Andrew Holroyd, president of the Law Society, has separately written to the Secretary of State for Justice, Jack Straw, to demand "a thoroughgoing review of the legal and practical framework for protecting legal professional privilege" against what he called "the ever-growing administrative, regulatory and technical apparatus of state surveillance."

This is only the latest legal bugging row to hit Sir Ian. In February, it was reported that anti-terrorist officers had bugged conversations in prison between the lawyer and Labour MP Sadiq Khan and a constituent. In 2007, Sir Ian himself was also ruled to have unlawfully bugged the phone calls of the Black & Asian Police Association, which was suing him.

The Criminal Cases Review Commission (CCRC) and the Independent Police Complaints Commission (IPCC) are investigating the latest case. It centres on an informant active from 1998 to 2007 who used the pseudonym "Joe Poulton". He is said to be a retired Scotland Yard detective recruited by the Complaints Investigation Branch (CIB3), a secret unit investigating one of the Met's most notorious unsolved cases – the 1987 axe murder of Daniel Morgan, a private detective, in south London. Detectives now admit that Morgan was about to "blow the whistle" on police involvement in drug trafficking.

CIB3 bugged the offices of the prime suspect in the murder conspiracy, another private detective, who cannot be named for legal reasons. There was insufficient evidence to prosecute him for murder but the man was jailed in 2000 for unrelated offences of conspiring to plant drugs on a client's wife.

Poulton became his trusted confidant, making prison visits and working on an unsuccessful appeal. The informant was also introduced to another inmate appealing his 2001 conviction for a major VAT fraud. Poulton worked on that case, too, which the Court of Appeal also rejected.

Both defendants have complained to the CCRC and IPCC respectively. They add that Poulton unlawfully informed on privileged information gleaned from attending solicitors' meetings and participating in other sensitive legal discussions. It is also alleged he took money from Legal Aid to conduct defence work while drawing money and expenses from Scotland Yard's Informant Fund.

The CCRC complaint from the man who is back in prison awaiting trial for the Morgan murder says: "Whilst in the employ of CIB, [Poulton] actively sought every opportunity to involve himself in my defence... [He] would join me, including weekends at my solicitor's office, to listen to audio tapes and examine other evidence... [He also] persuaded me to recommend his services as a solicitors agent... to gain access to other appeal applications, private letters and letters to Members of Parliament."

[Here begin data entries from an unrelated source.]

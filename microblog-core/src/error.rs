/// Structured error types for microblog-core.
///
/// Library consumers get `thiserror` enums; the `microblog` binary wraps them
/// in `anyhow` for context.
use std::io;
use std::path::PathBuf;
use thiserror::Error;

/// Errors raised while loading or resolving configuration
#[derive(Error, Debug)]
pub enum MicroblogError {
    /// I/O operation failed
    #[error("I/O error: {source}")]
    Io {
        #[from]
        source: io::Error,
    },

    /// Config file is not valid TOML for the expected shape
    #[error("Failed to parse config file {path:?}: {source}")]
    ConfigParse {
        path: PathBuf,
        source: toml::de::Error,
    },

    /// Config file was not found
    #[error("Config not found at {path:?}\n\nRun: microblog config init")]
    ConfigNotFound { path: PathBuf },

    /// A required setting was not supplied by any source
    #[error("Missing required setting '{key}'. {hint}")]
    MissingSetting { key: String, hint: String },

    /// Configuration error
    #[error("Configuration error: {reason}")]
    Config { reason: String },
}

/// Result type alias for microblog-core operations
pub type Result<T> = std::result::Result<T, MicroblogError>;

impl MicroblogError {
    /// Create a config parse error
    pub fn config_parse(path: impl Into<PathBuf>, source: toml::de::Error) -> Self {
        Self::ConfigParse {
            path: path.into(),
            source,
        }
    }

    /// Create a missing setting error
    pub fn missing_setting(key: impl Into<String>, hint: impl Into<String>) -> Self {
        Self::MissingSetting {
            key: key.into(),
            hint: hint.into(),
        }
    }

    /// Create a config error
    pub fn config(reason: impl Into<String>) -> Self {
        Self::Config {
            reason: reason.into(),
        }
    }
}

/// Failure of the remote create-file request.
///
/// Never retried by this crate; the caller decides whether to resubmit.
#[derive(Error, Debug)]
pub enum PublishError {
    /// Request never produced a response (DNS, connect, TLS, timeout)
    #[error("{message}")]
    Transport { message: String },

    /// GitHub answered with a non-success status
    #[error("{message} (HTTP {status})")]
    Rejected { status: u16, message: String },

    /// HTTP client could not be constructed
    #[error("Failed to build HTTP client: {message}")]
    Client { message: String },
}

impl PublishError {
    pub fn transport(message: impl Into<String>) -> Self {
        Self::Transport {
            message: message.into(),
        }
    }

    pub fn rejected(status: u16, message: impl Into<String>) -> Self {
        Self::Rejected {
            status,
            message: message.into(),
        }
    }
}

impl From<reqwest::Error> for PublishError {
    fn from(err: reqwest::Error) -> Self {
        Self::transport(err.to_string())
    }
}

/// Why a submission ended in the `Failed` state
#[derive(Error, Debug)]
pub enum SubmitError {
    /// Body was missing or blank; never reaches the publisher
    #[error("{message}")]
    Validation { message: String },

    #[error("Unable to commit post: {0}")]
    Publish(#[from] PublishError),
}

The complaint names Sir Ian, who was in charge of CIB3, and Assistant Commissioner John Yates, who worked in the secret unit and is now in charge of the Morgan murder case.

This is the Met's fifth investigation. Sir Ian and AC Yates have already apologised to the Morgan family for the quality of past investigations. The family was not made aware of this latest development.

The Met regard the complaints as vexatious. However, lawyers for the complainants have handed the watchdogs two confidential reports dated January 2006, which they say were written by Poulton to his police handler. One report says: "My handlers past and present can verify that I have given 100 per cent... [and] have been able to build up contacts for intelligence that have proved useful in relation to other investigations."

Poulton also confirms that his "long-running role" targeting the prime suspect in the Morgan case was kept from his defence during the earlier drugs planting trial.

A senior police source conceded that, if that conviction is found to be unsafe because of police foul play, it could have an adverse effect on the Morgan murder prosecution.

In 2002 five men accused of murder were acquitted when a judge discovered that Lincolnshire detectives had bugged conversations with their solicitors in the police station exercise yard.

The man believed to be Poulton did not return calls. The Metropolitan Police refuses to comment while the complaints are being investigated.